Huit ans qu’on l’attend… certes, mais avant de se plaindre, rappelons-nous que nous avions attendu dix ans entre III (2005) et le dernier album en date, Middle of Nowhere, Center of Everywhere (2015). A l’image du tempo moyen de leurs compos, les californiens sont lents… Enfin, quand on dit “les californiens” – disons plutôt Lori et sa bande, car s’il en fallait encore une illustration, cette dernière production nous montre une fois de plus qu’elle est la seule maîtresse à bord, ou en tout cas le capitaine d’un navire qui change d’équipage à chaque album, chaque tournée… Il s’agit ici d’une paire d’excellents musiciens touche-à-tout ayant déjà œuvré dans des dizaines de combos peu renommés de la bay area, à savoir Bryce Shelton à la basse (et claviers), qu’on avait notamment entendu jouer du clavier sur le dernier live de HTSOB, et Jason Willer à la batterie.
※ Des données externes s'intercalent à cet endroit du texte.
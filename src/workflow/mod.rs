//! 流程层（Workflow Layer）
//!
//! 定义"一次工作流运行"的完整步骤序列：
//! - `StepCtx` - 上下文封装（运行标识 + 步骤位置）
//! - `steps` - 步骤种类与各工作流的步骤表（数据，不是类型）
//! - `WorkflowRunner` - 线性状态机：步骤按序执行，失败即终止
//! - `FormFlow` - 真实的步骤执行器（浏览器 → 表单 → 邮件）

pub mod form_flow;
pub mod runner;
pub mod step_ctx;
pub mod steps;

pub use form_flow::FormFlow;
pub use runner::{RunOutcome, StepExecutor, StepReport, WorkflowRunner};
pub use step_ctx::StepCtx;
pub use steps::{step_sequence, FailurePolicy, StepKind, StepSpec};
Mais… qu’entends-je sur cette galette ?… une seconde guitare !? Et oui, après plus de trente ans de carrière, Lori saute le pas et s’autorise l’interdit, en sortant du cadre du trio pour accueillir en second guitariste rien moins que Jason Landrian, le taciturne mais redoutable bretteur de Black Cobra… sachant, pour ceux qui suivent, que son compère Rafa Martinez au sein de Black Cobra a déjà fait certaines des plus belles heures live de Acid King à la basse (notamment lors de sa dernière prestation au Hellfest) ! Le monde est petit… Sauf que Landrian n’est pas juste une pièce rapportée : il a co-écrit le disque complet avec Lori, les deux ayant construit ces compos pendant de longs mois de répétitions.

Ce qui en est ressorti sous la forme de ce Beyond Vision est, sans la moindre ambiguïté, du pur Acid King. On est sur du doom tellurique, lent à souhait, où la science du riff absolu le dispute à la recherche de la mélodie, le tout étant à la fois bercé par les complaintes vocales lointaines et réverb-isées de Lori, et par des leads roboratives. Ces riffs fuzzés à souhait, cette basse ronde et généreuse qui supporte la plus grosse part du socle mélodique, cette batterie qui freine les velléités de frénésie et enrobe chaque séquence de déluges de crash, ces soli jamais trop techniques mais toujours enivrants, souvent à la limite de la dissonance… ce disque est globalement rassurant pour le fan.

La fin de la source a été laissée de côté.